Now You See Me, Now You Don’t: Understanding Chemical Tricks That Impact Environmental Regulations

Diana Aga, Henry M. Woodburn Chair Professor of Chemistry, University at Buffalo

This presentation will provide a brief overview of: (1) how problematic chemicals that have been previously banned are modified, but end up presenting similar or even worse environmental hazards (e.g., new Perfluoroalkyl substances that have been labelled a “regrettable substitutes”, (2) how some environmental pollutants escape analytical detection in the environment, potentially mislead environmental regulations (e.g. chiral compounds, highly-water soluble compounds), and (3) examples of environmental pollutants that have no commercial or domestic use, but have been introduced intentionally or accidentally into the environment causing deleterious effects. An example of the latter are dioxins, which are highly toxic; these contaminants are formed during the production of some organic compounds, including a few herbicides such as SilvexTM.  Many Investigations on the fate, transport, and effects of environmental pollutants have paid little attention to the identification of transformation products formed during biodegradation and treatment. However, for a complete risk assessment, it is important to include the appearance of persistent transformation products because these compounds may have their own biological activity that can contribute to ecological and health effects of these chemical pollutants. This presentation will discuss examples to demonstrate that the disappearance of the parent compounds does not necessarily mean that the contaminants have been “treated” and rendered non-toxic. 
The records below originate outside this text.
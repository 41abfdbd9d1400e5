//! Stock dashboard insights
//!
//! This crate turns daily price history into dashboard insights. It includes:
//!
//! - A technical indicator engine (moving averages, whole-series RSI,
//!   volatility, volume trend, momentum, support and resistance)
//! - A comparison engine (one-year return, maximum drawdown and
//!   head-to-head winners)
//! - Forecast and comparison orchestrators that prompt a text generation
//!   model and merge its JSON answer with the computed figures
//! - Market data (Yahoo Finance) and company directory (PostgreSQL)
//!   collaborators behind traits
//!
//! # Example
//!
//! ```rust,ignore
//! use stockdash_core::{InsightConfig, StockInsights, StaticCompanyDirectory, YahooFinanceClient};
//! use std::sync::Arc;
//!
//! #[tokio::main]
//! async fn main() -> anyhow::Result<()> {
//!     let config = InsightConfig::default().with_env()?;
//!     let insights = StockInsights::from_config(
//!         config,
//!         Arc::new(YahooFinanceClient::new()),
//!         Arc::new(StaticCompanyDirectory::default()),
//!     )?;
//!
//!     let forecast = insights.forecast("AAPL", Some(7)).await?;
//!     println!("{}", serde_json::to_string_pretty(&forecast)?);
//!
//!     Ok(())
//! }
//! ```

pub mod analysis;
pub mod api;
pub mod config;
pub mod directory;
pub mod engine;
pub mod error;
pub mod models;
pub mod prompts;
pub mod service;

// Re-export main types for convenience
pub use analysis::{
    ComparisonOrchestrator, ComparisonResult, ForecastOrchestrator, ForecastResult,
    extract_json_object,
};
pub use api::{MarketDataSource, YahooFinanceClient};
pub use config::{InsightConfig, ProviderKind};
pub use directory::{CompanyDirectory, PgCompanyDirectory, StaticCompanyDirectory};
pub use engine::{
    ComparisonMetrics, CrossComparisonWinners, IndicatorSnapshot, TiePolicy, WindowPolicy,
    compute_indicators,
};
pub use error::{DashError, Result};
pub use models::{Company, TimeSeriesPoint};
pub use service::StockInsights;
//! JSON object extraction from free-form model output
//!
//! Models often wrap the requested object in prose or code fences. Only
//! top-level balanced spans are candidates, with braces inside string
//! literals skipped. A span that fails to parse is skipped whole, so a
//! nested object is never mistaken for the reply. When no top-level span
//! parses, the greedy span from the first `{` to the last `}` is tried as a
//! last resort.

use crate::error::{DashError, Result};
use regex::Regex;
use serde_json::{Map, Value};
use std::sync::LazyLock;

static GREEDY: LazyLock<Option<Regex>> = LazyLock::new(|| Regex::new(r"(?s)\{.*\}").ok());

/// Extract the first JSON object embedded in `text`
///
/// `stage` names the calling step in the error, which carries the full
/// raw text.
pub fn extract_json_object(text: &str, stage: &'static str) -> Result<Map<String, Value>> {
    let mut from = 0;
    while let Some(offset) = text[from..].find('{') {
        let start = from + offset;
        let Some(end) = balanced_end(text, start) else {
            break;
        };
        if let Some(object) = parse_object(&text[start..=end]) {
            return Ok(object);
        }
        from = end + 1;
    }

    greedy_span(text)
        .and_then(parse_object)
        .ok_or_else(|| DashError::UpstreamParse {
            stage,
            raw: text.to_string(),
        })
}

/// Byte index of the `}` closing the object opened at `start`
fn balanced_end(text: &str, start: usize) -> Option<usize> {
    let mut depth = 0usize;
    let mut in_string = false;
    let mut escaped = false;

    for (offset, c) in text[start..].char_indices() {
        if in_string {
            match c {
                _ if escaped => escaped = false,
                '\\' => escaped = true,
                '"' => in_string = false,
                _ => {}
            }
            continue;
        }

        match c {
            '"' => in_string = true,
            '{' => depth += 1,
            '}' => {
                depth = depth.saturating_sub(1);
                if depth == 0 {
                    return Some(start + offset);
                }
            }
            _ => {}
        }
    }

    None
}

fn greedy_span(text: &str) -> Option<&str> {
    GREEDY.as_ref()?.find(text).map(|m| m.as_str())
}

fn parse_object(candidate: &str) -> Option<Map<String, Value>> {
    match serde_json::from_str::<Value>(candidate) {
        Ok(Value::Object(object)) => Some(object),
        _ => None,
    }
}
Navigating Disinformation and the Mobile Truth in Science Communication: A Cervantine Approach

David Castillo, Professor of Spanish, Department of Romance Languages; Director, Humanities Institute, University at Buffalo

This talk will discuss the problem of the “mobile truth” in our market society, the disinformation challenge (including in the context of climate change science communication) and our resistance to facts in our deeply siloed media environment. The presentation will discuss how the inventor of modern fiction (Miguel de Cervantes, 1547-1616) envisioned his own literary craft as a series of experiments in the arts of illusion and made it his mission as illusion professional to educate people on the mechanics of deception, especially mass-deception. His literary “dis-illusions” or “un-deceptions” (desengaños in the original Spanish) have as much currency today as they did in his own age of inflationary media.
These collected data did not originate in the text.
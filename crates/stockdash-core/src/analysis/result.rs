//! Forecast and comparison payloads
//!
//! The model-produced object is kept open and merged with locally computed
//! fields. Computed fields always replace model keys of the same name.

use crate::engine::{ComparisonMetrics, CrossComparisonWinners, IndicatorSnapshot};
use crate::models::CompanyProfile;
use chrono::{DateTime, Utc};
use serde::Serialize;
use serde_json::{Map, Value};

pub const FORECAST_DISCLAIMER: &str =
    "This forecast is for educational purposes only and should not be considered financial advice.";

pub const COMPARISON_DISCLAIMER: &str = "This comparison is for educational purposes only and should not be considered financial advice.";

const FORECAST_KEYS: [&str; 6] = [
    "symbol",
    "period",
    "currentPrice",
    "technicalIndicators",
    "generatedAt",
    "disclaimer",
];

const COMPARISON_KEYS: [&str; 4] = ["stocks", "comparisonMetrics", "generatedAt", "disclaimer"];

fn without_keys(mut object: Map<String, Value>, keys: &[&str]) -> Map<String, Value> {
    for key in keys {
        object.remove(*key);
    }
    object
}

/// Model forecast merged with the indicators it was based on
#[derive(Debug, Clone, Serialize)]
#[serde(rename_all = "camelCase")]
pub struct ForecastResult {
    #[serde(flatten)]
    pub model_output: Map<String, Value>,
    pub symbol: String,
    pub period: u32,
    pub current_price: f64,
    pub technical_indicators: IndicatorSnapshot,
    pub generated_at: DateTime<Utc>,
    pub disclaimer: &'static str,
}

impl ForecastResult {
    pub fn new(
        model_output: Map<String, Value>,
        symbol: impl Into<String>,
        period: u32,
        indicators: IndicatorSnapshot,
    ) -> Self {
        Self {
            model_output: without_keys(model_output, &FORECAST_KEYS),
            symbol: symbol.into(),
            period,
            current_price: indicators.current_price,
            technical_indicators: indicators,
            generated_at: Utc::now(),
            disclaimer: FORECAST_DISCLAIMER,
        }
    }

    /// Number of `chartData` entries the model produced, if any
    pub fn chart_points(&self) -> Option<usize> {
        self.model_output
            .get("chartData")
            .and_then(Value::as_array)
            .map(Vec::len)
    }
}

/// Computed figures for one side of a comparison
#[derive(Debug, Clone, Serialize)]
#[serde(rename_all = "camelCase")]
pub struct StockDetail {
    pub symbol: String,
    pub name: String,
    pub sector: String,
    pub indicators: IndicatorSnapshot,
    pub year_return: f64,
    pub max_drawdown: f64,
}

impl StockDetail {
    pub fn new(
        symbol: impl Into<String>,
        profile: CompanyProfile,
        indicators: IndicatorSnapshot,
        metrics: ComparisonMetrics,
    ) -> Self {
        Self {
            symbol: symbol.into(),
            name: profile.name,
            sector: profile.sector,
            indicators,
            year_return: metrics.year_return,
            max_drawdown: metrics.max_drawdown,
        }
    }
}

#[derive(Debug, Clone, Serialize)]
pub struct ComparedStocks {
    pub stock1: StockDetail,
    pub stock2: StockDetail,
}

/// Model comparison merged with both stocks' figures and the winners
#[derive(Debug, Clone, Serialize)]
#[serde(rename_all = "camelCase")]
pub struct ComparisonResult {
    #[serde(flatten)]
    pub model_output: Map<String, Value>,
    pub stocks: ComparedStocks,
    pub comparison_metrics: CrossComparisonWinners,
    pub generated_at: DateTime<Utc>,
    pub disclaimer: &'static str,
}

impl ComparisonResult {
    pub fn new(
        model_output: Map<String, Value>,
        stocks: ComparedStocks,
        winners: CrossComparisonWinners,
    ) -> Self {
        Self {
            model_output: without_keys(model_output, &COMPARISON_KEYS),
            stocks,
            comparison_metrics: winners,
            generated_at: Utc::now(),
            disclaimer: COMPARISON_DISCLAIMER,
        }
    }
}
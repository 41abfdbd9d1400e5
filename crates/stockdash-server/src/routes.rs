//! HTTP routes

use crate::handlers;
use crate::state::AppState;
use axum::Router;
use axum::routing::{get, post};
use tower_http::cors::{Any, CorsLayer};
use tower_http::trace::TraceLayer;

fn api_routes() -> Router<AppState> {
    Router::new()
        .route("/companies", get(handlers::list_companies))
        .route("/stock/{symbol}", get(handlers::stock_history))
        .route("/forecast/{symbol}", get(handlers::forecast))
        .route("/compare", post(handlers::compare))
}

/// Build the application router
pub fn router(state: AppState) -> Router {
    let cors = CorsLayer::new()
        .allow_origin(Any)
        .allow_methods(Any)
        .allow_headers(Any);

    Router::new()
        .route("/", get(handlers::alive))
        .nest("/api", api_routes())
        .layer(TraceLayer::new_for_http())
        .layer(cors)
        .with_state(state)
}
//! Forecast and comparison orchestration
//!
//! Each orchestrator computes indicators locally, renders a prompt, asks
//! the text generator for a JSON object and merges the computed figures
//! into whatever the model returned.

pub mod comparison;
pub mod forecast;
pub mod json;
pub mod result;

pub use comparison::{ComparisonOrchestrator, validate_pair};
pub use forecast::ForecastOrchestrator;
pub use json::extract_json_object;
pub use result::{ComparedStocks, ComparisonResult, ForecastResult, StockDetail};

use crate::config::InsightConfig;
use crate::error::Result;
use crate::prompts::ANALYST_SYSTEM;
use serde_json::{Map, Value};
use std::sync::Arc;
use stockdash_llm::{CompletionRequest, FinishReason, LLMProvider, Message};
use tracing::{debug, warn};

/// Text generator bound to a model and output limits
#[derive(Clone)]
pub struct TextGeneration {
    provider: Arc<dyn LLMProvider>,
    model: String,
    max_tokens: usize,
    temperature: Option<f32>,
}

impl TextGeneration {
    pub fn new(provider: Arc<dyn LLMProvider>, config: &InsightConfig) -> Self {
        Self {
            provider,
            model: config.model.clone(),
            max_tokens: config.max_tokens,
            temperature: config.temperature,
        }
    }

    /// Send one prompt and return the raw text answer
    pub async fn generate(&self, prompt: String) -> Result<String> {
        let mut request = CompletionRequest::builder(&self.model)
            .system(ANALYST_SYSTEM)
            .add_message(Message::user(prompt))
            .max_tokens(self.max_tokens);
        if let Some(temperature) = self.temperature {
            request = request.temperature(temperature);
        }

        let response = self.provider.complete(request.build()).await?;

        if response.finish_reason == FinishReason::MaxTokens {
            warn!(
                provider = self.provider.name(),
                model = %self.model,
                "Generation stopped at the token limit, output may be truncated"
            );
        }
        if let Some(usage) = response.usage {
            debug!(tokens = usage.total(), "Generation finished");
        }

        Ok(response.text)
    }

    /// Send one prompt and extract the JSON object from the answer
    pub async fn generate_object(
        &self,
        prompt: String,
        stage: &'static str,
    ) -> Result<Map<String, Value>> {
        let text = self.generate(prompt).await?;
        extract_json_object(&text, stage)
    }
}

#[cfg(test)]
pub(crate) mod testing {
    use async_trait::async_trait;
    use std::sync::{Arc, Mutex};
    use stockdash_llm::{
        CompletionRequest, CompletionResponse, FinishReason, LLMError, LLMProvider,
    };

    /// Generator that answers every request with a fixed reply
    pub struct ScriptedGenerator {
        reply: Result<String, String>,
        pub prompts: Mutex<Vec<CompletionRequest>>,
    }

    impl ScriptedGenerator {
        pub fn replying(text: impl Into<String>) -> Arc<Self> {
            Arc::new(Self {
                reply: Ok(text.into()),
                prompts: Mutex::new(Vec::new()),
            })
        }

        pub fn failing(message: impl Into<String>) -> Arc<Self> {
            Arc::new(Self {
                reply: Err(message.into()),
                prompts: Mutex::new(Vec::new()),
            })
        }

        pub fn calls(&self) -> usize {
            self.prompts.lock().unwrap().len()
        }

        pub fn last_prompt(&self) -> String {
            let prompts = self.prompts.lock().unwrap();
            prompts
                .last()
                .and_then(|r| r.messages.last())
                .map(|m| m.text.clone())
                .unwrap_or_default()
        }
    }

    #[async_trait]
    impl LLMProvider for ScriptedGenerator {
        async fn complete(
            &self,
            request: CompletionRequest,
        ) -> stockdash_llm::Result<CompletionResponse> {
            self.prompts.lock().unwrap().push(request);
            match &self.reply {
                Ok(text) => Ok(CompletionResponse {
                    text: text.clone(),
                    finish_reason: FinishReason::Stop,
                    usage: None,
                }),
                Err(message) => Err(LLMError::RequestFailed(message.clone())),
            }
        }

        fn name(&self) -> &str {
            "scripted"
        }
    }
}
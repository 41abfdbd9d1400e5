//! LLM provider trait definition

use crate::{CompletionRequest, CompletionResponse, Result};
use async_trait::async_trait;

/// Trait for text generation providers
///
/// Implementations wrap a hosted model API (Gemini, OpenAI-compatible
/// endpoints). A provider is shared across requests, so it must be
/// `Send + Sync` and hold no per-request state.
#[async_trait]
pub trait LLMProvider: Send + Sync {
    /// Generate a completion from the model
    ///
    /// # Arguments
    ///
    /// * `request` - The completion request with messages and parameters
    ///
    /// # Returns
    ///
    /// The generated text and metadata
    async fn complete(&self, request: CompletionRequest) -> Result<CompletionResponse>;

    /// Get the provider name (e.g., "gemini", "openai")
    fn name(&self) -> &str;
}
Bridging the Climate Chasm: Culture as Strategy in the Climate Crisis

John Fiege, Assistant Professor, Department of Media Study, University at Buffalo

How can we bridge the chasm between scientific consensus and societal action with regard to the climate crisis? As a filmmaker, photographer, and soon-to-be podcaster, I have spent my career contemplating this question and searching for images and stories that engage a wide range of audiences in the conversation about ecological sustainability. In this talk, I will discuss several of my projects—particularly my new environmental podcast, called Chrysalis - and why I see culture as an essential, but underutilized, strategy in confronting the climate crisis.

Bridging the Climate Chasm: The Aesthetics of Accumulation and Waste

Matt Kenyon, Associate Professor, Department of Art, University at Buffalo

My studio, S.W.A.M.P. (Studies of Work Atmospheres and Mass Production) focuses on critical themes addressing the effects of global corporate operations, mass media and communication, military- industrial complexes, and general meditations on the liminal area between life and artificial life. I like to work with media and technology because on the one hand, I am familiar with them and like the power they hold, and, on the other hand, I want to use art and design to critically examine and disrupt that power. My interdisciplinary art practice combines materials research, biological art, chemistry and phenomena, performance art, and physical computing.